WHAT IS EXPECTED: All of the data needs to be printed again, exactly as written.

(Data entries)
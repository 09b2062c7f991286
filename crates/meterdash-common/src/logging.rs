//! ---
//! ems_section: "01-core-functionality"
//! ems_subsection: "module"
//! ems_type: "source"
//! ems_scope: "code"
//! ems_description: "Shared primitives and utilities for the dashboard runtime."
//! ems_version: "v0.0.0-prealpha"
//! ems_owner: "tbd"
//! ---
use anyhow::Result;
use once_cell::sync::OnceCell;
use serde::{Deserialize, Serialize};
use tracing::info;
use tracing_appender::rolling::daily;
use tracing_subscriber::filter::EnvFilter;
use tracing_subscriber::fmt;
use tracing_subscriber::layer::{Layer, SubscriberExt};
use tracing_subscriber::util::SubscriberInitExt;

use crate::config::LoggingConfig;

const LOG_ENV: &str = "METERDASH_LOG";
const DEFAULT_DIRECTIVE: &str = "info";

static FILE_GUARD: OnceCell<tracing_appender::non_blocking::WorkerGuard> = OnceCell::new();
static CONSOLE_GUARD: OnceCell<tracing_appender::non_blocking::WorkerGuard> = OnceCell::new();

/// Available log formats for the daemon.
#[derive(Debug, Clone, Copy, Serialize, Deserialize, PartialEq, Eq, Default)]
#[serde(rename_all = "kebab-case")]
pub enum LogFormat {
    #[default]
    StructuredJson,
    Pretty,
}

/// Stream the console layer writes to. Commands that print machine-readable
/// output on stdout log to stderr instead.
#[derive(Debug, Clone, Copy, PartialEq, Eq, Default)]
pub enum ConsoleStream {
    #[default]
    Stdout,
    Stderr,
}

/// Resolve the filter directive: `METERDASH_LOG`, then `RUST_LOG`, then `info`.
fn resolve_filter() -> EnvFilter {
    match std::env::var(LOG_ENV) {
        Ok(directive) => EnvFilter::try_new(directive).unwrap_or_else(|err| {
            eprintln!(
                "invalid {} directive ({}); defaulting to {} logging",
                LOG_ENV, err, DEFAULT_DIRECTIVE
            );
            EnvFilter::new(DEFAULT_DIRECTIVE)
        }),
        Err(_) => EnvFilter::try_from_default_env()
            .unwrap_or_else(|_| EnvFilter::new(DEFAULT_DIRECTIVE)),
    }
}

/// Initialize the tracing subscriber based on configuration and environment variables.
///
/// Events go to `console` in the configured format and, always as JSON, to a
/// daily rolling file under `config.directory`. Calling this twice is harmless;
/// the second subscriber is simply not installed.
pub fn init_tracing(
    service_name: &str,
    config: &LoggingConfig,
    console: ConsoleStream,
) -> Result<()> {
    std::fs::create_dir_all(&config.directory)?;
    let prefix = config
        .file_prefix
        .clone()
        .unwrap_or_else(|| service_name.to_owned());

    let file_appender = daily(&config.directory, format!("{}.log", prefix));
    let (file_writer, file_guard) = tracing_appender::non_blocking(file_appender);
    let (console_writer, console_guard) = match console {
        ConsoleStream::Stdout => tracing_appender::non_blocking(std::io::stdout()),
        ConsoleStream::Stderr => tracing_appender::non_blocking(std::io::stderr()),
    };

    let _ = FILE_GUARD.set(file_guard);
    let _ = CONSOLE_GUARD.set(console_guard);

    let fmt_layer = match config.format {
        LogFormat::StructuredJson => fmt::layer()
            .with_target(false)
            .with_timer(fmt::time::UtcTime::rfc_3339())
            .json()
            .with_writer(console_writer)
            .boxed(),
        LogFormat::Pretty => fmt::layer()
            .with_target(true)
            .with_timer(fmt::time::UtcTime::rfc_3339())
            .with_writer(console_writer)
            .boxed(),
    };

    let file_layer = fmt::layer()
        .with_target(true)
        .with_timer(fmt::time::UtcTime::rfc_3339())
        .json()
        .with_writer(file_writer)
        .boxed();

    tracing_subscriber::registry()
        .with(resolve_filter())
        .with(fmt_layer)
        .with(file_layer)
        .try_init()
        .ok();

    info!(service = %service_name, log_dir = %config.directory.display(), format = ?config.format, console = ?console, "tracing initialised");
    Ok(())
}
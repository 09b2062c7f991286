//! ---
//! ems_section: "11-simulation-test-harness"
//! ems_subsection: "module"
//! ems_type: "source"
//! ems_scope: "code"
//! ems_description: "Simulated meter host and scenario replay."
//! ems_version: "v0.0.0-prealpha"
//! ems_owner: "tbd"
//! ---
use std::fs;
use std::path::Path;

use anyhow::{Context, Result};
use meterdash_engine::{ChannelId, ConfigurationEvent, ValuesEvent};
use serde::Deserialize;
use serde_json::{Map, Value};

/// On-disk scenario: the channel list sent as configuration, then frames of
/// `{ "<id>": <number> }`. A frame entry may also be a raw host entry such as
/// `{ "value": 1.0 }` or something malformed, which is passed through as is.
#[derive(Debug, Clone, Deserialize)]
pub struct ScenarioFile {
    pub channels: Vec<ChannelId>,
    #[serde(default)]
    pub frames: Vec<Map<String, Value>>,
}

/// Cycles through the frames of a scenario.
#[derive(Debug, Clone)]
pub struct ScenarioReplay {
    configuration: ConfigurationEvent,
    frames: Vec<ValuesEvent>,
    cursor: usize,
}

impl ScenarioReplay {
    pub fn from_path(path: &Path) -> Result<Self> {
        match path.extension().and_then(|ext| ext.to_str()) {
            Some("json") => {
                let contents = fs::read_to_string(path)
                    .with_context(|| format!("unable to read scenario file {}", path.display()))?;
                Self::from_json(&contents)
                    .with_context(|| format!("invalid scenario JSON {}", path.display()))
            }
            _ => anyhow::bail!("unsupported scenario format: {}", path.display()),
        }
    }

    pub fn from_json(contents: &str) -> Result<Self> {
        let scenario: ScenarioFile = serde_json::from_str(contents)?;
        Ok(Self::from_scenario(scenario))
    }

    pub fn from_scenario(scenario: ScenarioFile) -> Self {
        let frames = scenario
            .frames
            .into_iter()
            .map(|frame| {
                frame
                    .into_iter()
                    .fold(ValuesEvent::new(), |event, (id, entry)| match entry {
                        Value::Number(number) => match number.as_f64() {
                            Some(value) => event.with_value(id, value),
                            None => event,
                        },
                        other => event.with_raw(id, other),
                    })
            })
            .collect();
        Self {
            configuration: ConfigurationEvent::from_ids(scenario.channels),
            frames,
            cursor: 0,
        }
    }

    pub fn configuration(&self) -> &ConfigurationEvent {
        &self.configuration
    }

    pub fn channel_count(&self) -> usize {
        self.configuration.realtime_configs.len()
    }

    pub fn len(&self) -> usize {
        self.frames.len()
    }

    pub fn is_empty(&self) -> bool {
        self.frames.is_empty()
    }

    /// Next frame, wrapping around at the end. `None` only for an empty scenario.
    pub fn next_values(&mut self) -> Option<ValuesEvent> {
        if self.frames.is_empty() {
            return None;
        }
        let frame = self.frames[self.cursor].clone();
        self.cursor = (self.cursor + 1) % self.frames.len();
        Some(frame)
    }
}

SOLVED PROBLEM:
repository 09b2062c7f991286
filename crates/meterdash-common/src/logging.rs
//! ---
//! ems_section: "01-core-functionality"
//! ems_subsection: "module"
//! ems_type: "source"
//! ems_scope: "code"
//! ems_description: "Shared primitives and utilities for the dashboard runtime."
//! ems_version: "v0.0.0-prealpha"
//! ems_owner: "tbd"
//! ---
use anyhow::Result;
use once_cell::sync::OnceCell;
use serde::{Deserialize, Serialize};
use tracing::info;
use tracing_appender::rolling::daily;
use tracing_subscriber::filter::EnvFilter;
use tracing_subscriber::fmt;
use tracing_subscriber::layer::{Layer, SubscriberExt};
use tracing_subscriber::util::SubscriberInitExt;

use crate::config::LoggingConfig;

const LOG_ENV: &str = "METERDASH_LOG";
const DEFAULT_DIRECTIVE: &str = "info";

static FILE_GUARD: OnceCell<tracing_appender::non_blocking::WorkerGuard> = OnceCell::new();
static CONSOLE_GUARD: OnceCell<tracing_appender::non_blocking::WorkerGuard> = OnceCell::new();

/// Available log formats for the daemon.
#[derive(Debug, Clone, Copy, Serialize, Deserialize, PartialEq, Eq, Default)]
#[serde(rename_all = "kebab-case")]
pub enum LogFormat {
    #[default]
    StructuredJson,
    Pretty,
}

/// Stream the console layer writes to. Commands that print machine-readable
/// output on stdout log to stderr instead.
#[derive(Debug, Clone, Copy, PartialEq, Eq, Default)]
pub enum ConsoleStream {
    #[default]
    Stdout,
    Stderr,
}

/// Resolve the filter directive: `METERDASH_LOG`, then `RUST_LOG`, then `info`.
fn resolve_filter() -> EnvFilter {
    match std::env::var(LOG_ENV) {
        Ok(directive) => EnvFilter::try_new(directive).unwrap_or_else(|err| {
            eprintln!(
                "invalid {} directive ({}); defaulting to {} logging",
                LOG_ENV, err, DEFAULT_DIRECTIVE
            );
            EnvFilter::new(DEFAULT_DIRECTIVE)
        }),
        Err(_) => EnvFilter::try_from_default_env()
            .unwrap_or_else(|_| EnvFilter::new(DEFAULT_DIRECTIVE)),
    }
}

/// Initialize the tracing subscriber based on configuration and environment variables.
///
/// Events go to `console` in the configured format and, always as JSON, to a
/// daily rolling file under `config.directory`. Calling this twice is harmless;
/// the second subscriber is simply not installed.
pub fn init_tracing(
    service_name: &str,
    config: &LoggingConfig,
    console: ConsoleStream,
) -> Result<()> {
    std::fs::create_dir_all(&config.directory)?;
    let prefix = config
        .file_prefix
        .clone()
        .unwrap_or_else(|| service_name.to_owned());

    let file_appender = daily(&config.directory, format!("{}.log", prefix));
    let (file_writer, file_guard) = tracing_appender::non_blocking(file_appender);
    let (console_writer, console_guard) = match console {
        ConsoleStream::Stdout => tracing_appender::non_blocking(std::io::stdout()),
        ConsoleStream::Stderr => tracing_appender::non_blocking(std::io::stderr()),
    };

    let _ = FILE_GUARD.set(file_guard);
    let _ = CONSOLE_GUARD.set(console_guard);

    let fmt_layer = match config.format {
        LogFormat::StructuredJson => fmt::layer()
            .with_target(false)
            .with_timer(fmt::time::UtcTime::rfc_3339())
            .json()
            .with_writer(console_writer)
            .boxed(),
        LogFormat::Pretty => fmt::layer()
            .with_target(true)
            .with_timer(fmt::time::UtcTime::rfc_3339())
            .with_writer(console_writer)
            .boxed(),
    };

    let file_layer = fmt::layer()
        .with_target(true)
        .with_timer(fmt::time::UtcTime::rfc_3339())
        .json()
        .with_writer(file_writer)
        .boxed();

    tracing_subscriber::registry()
        .with(resolve_filter())
        .with(fmt_layer)
        .with(file_layer)
        .try_init()
        .ok();

    info!(service = %service_name, log_dir = %config.directory.display(), format = ?config.format, console = ?console, "tracing initialised");
    Ok(())
}
repository 09b2062c7f991286
//! ---
//! ems_section: "11-simulation-test-harness"
//! ems_subsection: "module"
//! ems_type: "source"
//! ems_scope: "code"
//! ems_description: "Simulated meter host and scenario replay."
//! ems_version: "v0.0.0-prealpha"
//! ems_owner: "tbd"
//! ---
use std::fs;
use std::path::Path;

use anyhow::{Context, Result};
use meterdash_engine::{ChannelId, ConfigurationEvent, ValuesEvent};
use serde::Deserialize;
use serde_json::{Map, Value};

/// On-disk scenario: the channel list sent as configuration, then frames of
/// `{ "<id>": <number> }`. A frame entry may also be a raw host entry such as
/// `{ "value": 1.0 }` or something malformed, which is passed through as is.
#[derive(Debug, Clone, Deserialize)]
pub struct ScenarioFile {
    pub channels: Vec<ChannelId>,
    #[serde(default)]
    pub frames: Vec<Map<String, Value>>,
}

/// Cycles through the frames of a scenario.
#[derive(Debug, Clone)]
pub struct ScenarioReplay {
    configuration: ConfigurationEvent,
    frames: Vec<ValuesEvent>,
    cursor: usize,
}

impl ScenarioReplay {
    pub fn from_path(path: &Path) -> Result<Self> {
        match path.extension().and_then(|ext| ext.to_str()) {
            Some("json") => {
                let contents = fs::read_to_string(path)
                    .with_context(|| format!("unable to read scenario file {}", path.display()))?;
                Self::from_json(&contents)
                    .with_context(|| format!("invalid scenario JSON {}", path.display()))
            }
            _ => anyhow::bail!("unsupported scenario format: {}", path.display()),
        }
    }

    pub fn from_json(contents: &str) -> Result<Self> {
        let scenario: ScenarioFile = serde_json::from_str(contents)?;
        Ok(Self::from_scenario(scenario))
    }

    pub fn from_scenario(scenario: ScenarioFile) -> Self {
        let frames = scenario
            .frames
            .into_iter()
            .map(|frame| {
                frame
                    .into_iter()
                    .fold(ValuesEvent::new(), |event, (id, entry)| match entry {
                        Value::Number(number) => match number.as_f64() {
                            Some(value) => event.with_value(id, value),
                            None => event,
                        },
                        other => event.with_raw(id, other),
                    })
            })
            .collect();
        Self {
            configuration: ConfigurationEvent::from_ids(scenario.channels),
            frames,
            cursor: 0,
        }
    }

    pub fn configuration(&self) -> &ConfigurationEvent {
        &self.configuration
    }

    pub fn channel_count(&self) -> usize {
        self.configuration.realtime_configs.len()
    }

    pub fn len(&self) -> usize {
        self.frames.len()
    }

    pub fn is_empty(&self) -> bool {
        self.frames.is_empty()
    }

    /// Next frame, wrapping around at the end. `None` only for an empty scenario.
    pub fn next_values(&mut self) -> Option<ValuesEvent> {
        if self.frames.is_empty() {
            return None;
        }
        let frame = self.frames[self.cursor].clone();
        self.cursor = (self.cursor + 1) % self.frames.len();
        Some(frame)
    }
}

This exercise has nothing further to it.